水稲「みなちから」は、温暖地西部において出穂期は"中生"、成熟期は"やや晩生"に属する縞葉枯病抵抗性の粳系統である。大粒で玄米外観品質が劣り、一般食用品種との識別性がある。短稈で耐倒伏性に優れ、粗玄米収量が多いため飼料用米生産に適する。

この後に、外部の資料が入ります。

impl<'a, T> Iterator for Iter<'a, T> {
    type Item = &'a T;

    fn next(&mut self) -> Option<&'a T> {
        if self.remaining == 0 {
            return None;
        }
        let node = self.list.nodes.get(self.front?)?;
        self.front = node.next;
        self.remaining -= 1;
        node.value.as_ref()
    }

    fn size_hint(&self) -> (usize, Option<usize>) {
        (self.remaining, Some(self.remaining))
    }
}

impl<T> DoubleEndedIterator for Iter<'_, T> {
    fn next_back(&mut self) -> Option<Self::Item> {
        if self.remaining == 0 {
            return None;
        }
        let node = self.list.nodes.get(self.back?)?;
        self.back = node.prev;
        self.remaining -= 1;
        node.value.as_ref()
    }
}

impl<T> ExactSizeIterator for Iter<'_, T> {}

impl<'a, T: Identity> IntoIterator for &'a OrderedList<T> {
    type Item = &'a T;
    type IntoIter = Iter<'a, T>;

    fn into_iter(self) -> Self::IntoIter {
        self.iter()
    }
}

#[cfg(test)]
mod tests {
    use super::OrderedList;
    use crate::list::{Identity, ListError};

    #[derive(Debug, Clone, PartialEq, Eq)]
    struct Item {
        id: u32,
        label: &'static str,
    }

    impl Identity for Item {
        type Id = u32;

        fn identity(&self) -> u32 {
            self.id
        }
    }

    fn item(id: u32) -> Item {
        Item { id, label: "item" }
    }

    fn ids(list: &OrderedList<Item>) -> Vec<u32> {
        list.iter().map(|item| item.id).collect()
    }

    fn filled(count: u32) -> OrderedList<Item> {
        let mut list = OrderedList::new();
        for id in 1..=count {
            list.insert_last(item(id)).expect("distinct ids insert");
        }
        list
    }

    #[test]
    fn new_list_is_empty_with_no_endpoints() {
        let list: OrderedList<Item> = OrderedList::new();
        assert_eq!(list.is_empty(), Ok(true));
        assert_eq!(list.len(), 0);
        assert!(list.peek_first().is_none());
        assert!(list.peek_last().is_none());
        list.verify_links().expect("empty list is consistent");
    }

    #[test]
    fn insert_before_head_becomes_new_head() {
        let mut list = filled(2);
        list.insert_before(Some(1), item(9)).expect("anchor exists");
        assert_eq!(ids(&list), vec![9, 1, 2]);
        assert_eq!(list.peek_first().map(|item| item.id), Some(9));
        list.verify_links().expect("links stay consistent");
    }

    #[test]
    fn insert_before_and_after_interior_nodes() {
        let mut list = filled(3);
        list.insert_before(Some(3), item(7)).expect("anchor exists");
        list.insert_after(Some(1), item(8)).expect("anchor exists");
        assert_eq!(ids(&list), vec![1, 8, 2, 7, 3]);
        assert_eq!(list.len(), 5);
        list.verify_links().expect("links stay consistent");
    }

    #[test]
    fn insert_after_tail_becomes_new_tail() {
        let mut list = filled(2);
        list.insert_after(Some(2), item(5)).expect("anchor exists");
        assert_eq!(list.peek_last().map(|item| item.id), Some(5));
        assert_eq!(ids(&list), vec![1, 2, 5]);
    }

    #[test]
    fn anchors_are_checked_on_empty_and_non_empty_lists() {
        let mut empty: OrderedList<Item> = OrderedList::new();
        assert_eq!(
            empty.insert_before(Some(1), item(2)),
            Err(ListError::AnchorNotFound)
        );
        assert_eq!(
            empty.insert_after(Some(1), item(2)),
            Err(ListError::AnchorNotFound)
        );
        assert_eq!(empty.len(), 0);

        let mut list = filled(2);
        assert_eq!(
            list.insert_before(Some(42), item(3)),
            Err(ListError::AnchorNotFound)
        );
        assert_eq!(list.insert_after(None, item(3)), Err(ListError::AnchorNotFound));
        assert_eq!(list.len(), 2);
    }

    #[test]
    fn duplicate_identity_wins_over_anchor_errors() {
        let mut list = filled(2);
        let clash = Item { id: 2, label: "other" };
        assert_eq!(
            list.insert_before(Some(42), clash),
            Err(ListError::DuplicateValue)
        );
        assert_eq!(list.len(), 2);
    }

    #[test]
    fn removing_the_only_element_clears_both_endpoints() {
        let mut list = filled(1);
        let removed = list.remove_last().expect("one element");
        assert_eq!(removed.id, 1);
        assert_eq!(list.is_empty(), Ok(true));
        assert!(list.peek_first().is_none());
        list.verify_links().expect("empty after removal");
    }

    #[test]
    fn remove_last_relinks_new_tail() {
        let mut list = filled(3);
        list.remove_last().expect("non-empty");
        list.insert_last(item(4)).expect("fresh id");
        assert_eq!(ids(&list), vec![1, 2, 4]);
        let reversed: Vec<u32> = list.iter().rev().map(|item| item.id).collect();
        assert_eq!(reversed, vec![4, 2, 1]);
        list.verify_links().expect("links stay consistent");
    }

    #[test]
    fn remove_value_handles_each_position() {
        let mut list = filled(5);
        assert_eq!(list.remove_value(3).map(|item| item.id), Ok(3));
        assert_eq!(list.remove_value(1).map(|item| item.id), Ok(1));
        assert_eq!(list.remove_value(5).map(|item| item.id), Ok(5));
        assert_eq!(ids(&list), vec![2, 4]);
        assert_eq!(list.remove_value(3), Err(ListError::NotFound));
        list.verify_links().expect("links stay consistent");
    }

    #[test]
    fn remove_on_empty_reports_empty() {
        let mut list: OrderedList<Item> = OrderedList::new();
        assert_eq!(list.remove_first(), Err(ListError::Empty));
        assert_eq!(list.remove_last(), Err(ListError::Empty));
        assert_eq!(list.remove_value(1), Err(ListError::Empty));
    }

    #[test]
    fn freed_slots_are_reused() {
        let mut list = filled(3);
        list.remove_value(2).expect("present");
        list.insert_first(item(10)).expect("fresh id");
        assert_eq!(list.nodes.len(), 3);
        assert_eq!(ids(&list), vec![10, 1, 3]);
        list.verify_links().expect("links stay consistent");
    }

    #[test]
    fn clear_releases_storage() {
        let mut list = filled(4);
        list.clear().expect("clear succeeds");
        assert_eq!(list.is_empty(), Ok(true));
        assert!(list.nodes.is_empty());
        assert!(list.free.is_empty());
    }

    #[test]
    fn count_and_endpoint_mismatch_is_an_invariant_violation() {
        let mut list = filled(2);
        list.len = 0;
        assert!(matches!(
            list.is_empty(),
            Err(ListError::InvariantViolation(_))
        ));
        assert!(matches!(
            list.insert_last(item(3)),
            Err(ListError::InvariantViolation(_))
        ));
    }

    #[test]
    fn clear_reports_overcounted_length() {
        let mut list = filled(2);
        list.len = 3;
        let err = list.clear().expect_err("count cannot reach zero");
        assert!(matches!(err, ListError::InvariantViolation(_)));
        assert!(err.to_string().contains("len=1"));
    }

    #[test]
    fn clear_reports_undercounted_length() {
        let mut list = filled(2);
        list.len = 1;
        let err = list.clear().expect_err("chain outlives the count");
        assert!(matches!(err, ListError::InvariantViolation(_)));
        assert!(list.peek_first().is_some());
    }

    #[test]
    fn verify_links_detects_broken_back_link() {
        let mut list = filled(3);
        let tail = list.tail.expect("tail exists");
        list.nodes[tail].prev = None;
        let err = list.verify_links().expect_err("broken back link");
        assert!(matches!(err, ListError::InvariantViolation(_)));
        assert!(err.to_string().contains("links back"));
    }

    #[test]
    fn iterator_reports_exact_size_from_both_ends() {
        let list = filled(4);
        let mut iter = list.iter();
        assert_eq!(iter.len(), 4);
        assert_eq!(iter.next().map(|item| item.id), Some(1));
        assert_eq!(iter.next_back().map(|item| item.id), Some(4));
        assert_eq!(iter.len(), 2);
        assert_eq!(iter.map(|item| item.id).collect::<Vec<_>>(), vec![2, 3]);
    }

    #[test]
    fn labels_travel_with_their_nodes() {
        let mut list = OrderedList::new();
        list.insert_last(Item { id: 1, label: "first" }).expect("insert");
        list.insert_first(Item { id: 2, label: "second" }).expect("insert");
        let labels: Vec<&str> = list.iter().map(|item| item.label).collect();
        assert_eq!(labels, vec!["second", "first"]);
    }
}
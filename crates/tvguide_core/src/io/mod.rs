//! File and terminal boundaries around the core pipeline.
//!
//! # Responsibility
//! - Parse guide files into an `OrderedList` of records.
//! - Render reports to screen and file.
//! - Collect the operator's day and sort selection.
//! - Generate synthetic guide files for manual testing.
//!
//! # Invariants
//! - Every parsed record is validated before it reaches the list.
//! - Only the visible prefix of a `Report` is ever written.

pub mod generate;
pub mod parse;
pub mod prompt;
pub mod report;
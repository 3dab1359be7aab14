//! Drain, sort and day-filter pipeline.
//!
//! # Responsibility
//! - Move every record out of an `OrderedList` into a contiguous sequence.
//! - Sort the sequence by the selected comparator.
//! - Compact matching records to the front and expose a logical length.
//!
//! # Invariants
//! - Stages run strictly in order: drain, sort, compact.
//! - Drain preserves list order and leaves the list empty.
//! - Consumers only ever see the first `len` records of a `Report`.

use crate::compare::{compare_by_name, compare_by_time};
use crate::list::{Identity, ListError, OrderedList};
use crate::model::record::{Record, Weekday};
use log::{error, info};
use std::cmp::Ordering;
use std::error::Error;
use std::fmt::{Display, Formatter};
use std::time::Instant;

pub type PipelineResult<T> = Result<T, PipelineError>;

/// Pipeline-level failure.
#[derive(Debug, Clone, PartialEq, Eq)]
pub enum PipelineError {
    /// Selection names a day that is not one of the seven canonical days.
    UnknownDay(String),
    /// Container failure while draining.
    List(ListError),
}

impl Display for PipelineError {
    fn fmt(&self, f: &mut Formatter<'_>) -> std::fmt::Result {
        match self {
            Self::UnknownDay(value) => write!(f, "unknown day of week: `{value}`"),
            Self::List(err) => write!(f, "{err}"),
        }
    }
}

impl Error for PipelineError {
    fn source(&self) -> Option<&(dyn Error + 'static)> {
        match self {
            Self::UnknownDay(_) => None,
            Self::List(err) => Some(err),
        }
    }
}

impl From<ListError> for PipelineError {
    fn from(value: ListError) -> Self {
        Self::List(value)
    }
}

/// Sort criterion for the report.
#[derive(Debug, Clone, Copy, PartialEq, Eq)]
pub enum SortMode {
    Time,
    Name,
}

impl SortMode {
    /// Maps an operator token to a mode: `"name"` selects name order, any
    /// other token selects time order.
    pub fn from_token(token: &str) -> Self {
        if token.trim().eq_ignore_ascii_case("name") {
            Self::Name
        } else {
            Self::Time
        }
    }

    pub fn as_str(self) -> &'static str {
        match self {
            Self::Time => "time",
            Self::Name => "name",
        }
    }

    pub fn comparator(self) -> fn(&Record, &Record) -> Ordering {
        match self {
            Self::Time => compare_by_time,
            Self::Name => compare_by_name,
        }
    }
}

/// Operator choice: which day to show and how to order it.
#[derive(Debug, Clone, Copy, PartialEq, Eq)]
pub struct Selection {
    pub day: Weekday,
    pub sort: SortMode,
}

impl Selection {
    pub fn new(day: Weekday, sort: SortMode) -> Self {
        Self { day, sort }
    }

    /// Builds a selection from the two raw operator strings.
    pub fn from_strings(day: &str, sort: &str) -> PipelineResult<Self> {
        let parsed = Weekday::parse(day)
            .ok_or_else(|| PipelineError::UnknownDay(day.trim().to_string()))?;
        Ok(Self::new(parsed, SortMode::from_token(sort)))
    }
}

/// Sorted, compacted records for one selection.
///
/// `records` keeps every drained record; only the first `len` are part of
/// the report.
#[derive(Debug, Clone, PartialEq, Eq)]
pub struct Report {
    records: Vec<Record>,
    len: usize,
    selection: Selection,
}

impl Report {
    /// Records that matched the selected day, in sorted order.
    pub fn visible(&self) -> &[Record] {
        &self.records[..self.len]
    }

    /// Logical length of the report.
    pub fn len(&self) -> usize {
        self.len
    }

    pub fn is_empty(&self) -> bool {
        self.len == 0
    }

    /// Number of records drained from the container, matched or not.
    pub fn drained(&self) -> usize {
        self.records.len()
    }

    pub fn selection(&self) -> Selection {
        self.selection
    }

    /// Consumes the report, dropping discarded records.
    pub fn into_visible(mut self) -> Vec<Record> {
        self.records.truncate(self.len);
        self.records
    }
}

/// Removes every value from `list`, head first, into a new sequence.
///
/// # Errors
/// - `AllocationFailure` when the sequence cannot be reserved up front.
/// - `InvariantViolation` when removal fails while values remain.
pub fn drain<T: Identity>(list: &mut OrderedList<T>) -> Result<Vec<T>, ListError> {
    let expected = list.len();
    let mut sequence = Vec::new();
    sequence
        .try_reserve_exact(expected)
        .map_err(|_| ListError::AllocationFailure)?;

    while !list.is_empty()? {
        match list.remove_first() {
            Ok(value) => sequence.push(value),
            Err(err) => {
                return Err(ListError::InvariantViolation(format!(
                    "drain stopped after {} of {expected} values: {err}",
                    sequence.len()
                )));
            }
        }
    }

    if sequence.len() != expected {
        return Err(ListError::InvariantViolation(format!(
            "drained {} values but list reported {expected}",
            sequence.len()
        )));
    }
    Ok(sequence)
}

/// Sorts records in place by the selected mode.
pub fn sort_records(records: &mut [Record], mode: SortMode) {
    records.sort_by(mode.comparator());
}

/// Moves every element satisfying `keep` to the front, preserving order.
///
/// Returns the number of kept elements. Elements past that index are the
/// rejected ones, in unspecified order.
pub fn compact_in_place<T>(items: &mut [T], mut keep: impl FnMut(&T) -> bool) -> usize {
    let mut write = 0;
    for read in 0..items.len() {
        if keep(&items[read]) {
            if read != write {
                items.swap(write, read);
            }
            write += 1;
        }
    }
    write
}

/// Compacts records airing on `day` to the front of `records`.
pub fn compact_by_day(records: &mut [Record], day: Weekday) -> usize {
    compact_in_place(records, |record| record.day() == day)
}

/// Runs drain, sort and compaction for one selection.
///
/// # Side effects
/// - Empties `list`.
/// - Emits `pipeline_run` logging events with counts and duration.
pub fn run_pipeline(
    list: &mut OrderedList<Record>,
    selection: Selection,
) -> PipelineResult<Report> {
    let started_at = Instant::now();
    let mut records = match drain(list) {
        Ok(records) => records,
        Err(err) => {
            error!(
                "event=pipeline_run module=pipeline status=error stage=drain error={}",
                err
            );
            return Err(err.into());
        }
    };

    sort_records(&mut records, selection.sort);
    let len = compact_by_day(&mut records, selection.day);

    info!(
        "event=pipeline_run module=pipeline status=ok day={} sort={} drained={} kept={} duration_ms={}",
        selection.day,
        selection.sort.as_str(),
        records.len(),
        len,
        started_at.elapsed().as_millis()
    );

    Ok(Report {
        records,
        len,
        selection,
    })
}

  • キーワード:水稲、飼料用米、飼料イネ、短稈、多収
  • 担当:自給飼料生産・利用・飼料用稲品種開発
  • 代表連絡先:電話084-923-5346
  • 研究所名:近畿中国四国農業研究センター・水田作研究領域
  • 分類:研究成果情報

背景・ねらい

国際的な飼料価格の高騰から国内で生産可能な飼料用米への注目が高まっている。温暖地西部での生産に適した品種として、飼料用米・稲発酵粗飼料兼用の「ホシアオバ」、「クサノホシ」、インド型の「北陸193号」、「タカナリ」、「もちだわら」などが育成されている。しかし、長稈である飼料用米・稲発酵粗飼料兼用品種やインド型品種は、成熟期以降に倒伏しやすいものが多い。そこで、短稈で耐倒伏性に優れ、飼料用米生産に適した多収品種を育成する。

成果の内容・特徴

  • 「みなちから」は、耐倒伏性に優れる中間母本系統「関東PL12」を母に、粗玄米の収量性が高い「関東飼226号(後の「モミロマン」)」を父とする交配後代より育成した品種である(表)。
  • 普通期移植栽培での出穂期は「ホシアオバ」より3日遅く育成地(瀬戸内沿岸部)では"中生"に属する(表)。登熟日数が長く、成熟期は「ホシアオバ」より9日程度遅く「北陸193号」並で"やや晩生"に属する粳種である(表)。
  • 稈長は、「ホシアオバ」より26cm、「北陸193号」より9cm短い"短稈"で、耐倒伏性は「ホシアオバ」より強い"かなり強"であり、成熟期以降も倒伏せず「北陸193号」より強い(表)。また、直播(表面散播)栽培でも倒伏は見られず直播栽培にも適する(表、図1)。
  • いもち病真性抵抗性遺伝子Pibを持つと推定され、圃場抵抗性は葉いもちが"強"である(表)。縞葉枯病には"抵抗性"であり、白葉枯病抵抗性は"やや弱"である。脱粒性は"難"である。
  • 粗玄米収量は、「ホシアオバ」より9%多く、「北陸193号」より7%少ない。籾千粒重は30g程度、玄米千粒重は25g程度で、粒大は"大粒"であり、外観品質は"下中"で劣ることから、一般食用品種との識別性がある(表、図2)。

成果の活用面・留意点

  • 栽培適地は温暖地西部以南の平坦地である。香川県、山口県、岡山県、佐賀県などで200ha以上の普及が見込まれる。
  • 登熟日数が長いため、登熟期間の温度や日数を十分に確保できる地域や作型で栽培する必要がある。
  • トリケトン系4-HPPD阻害型除草成分(ベンゾビシクロン、テフリルトリオン、メソトリオン)に感受性が高いため、それらを含む除草剤は使用しない。

具体的データ

その他

  • 中課題名:低コスト栽培向きの飼料用米品種及び稲発酵粗飼料用品種の育成
  • 中課題整理番号:120a0
  • 予算区分:交付金、委託プロ(エサプロ、国産飼料、自給飼料)
  • 研究期間:2005~2015年度
  • 研究担当者:中込弘二、出田収、重宗明子、松下景、春原嘉弘、石井卓朗、前田英郎、飯田修一
  • 発表論文等:中込ら「みなちから」品種登録出願第30998号(2016年3月31日)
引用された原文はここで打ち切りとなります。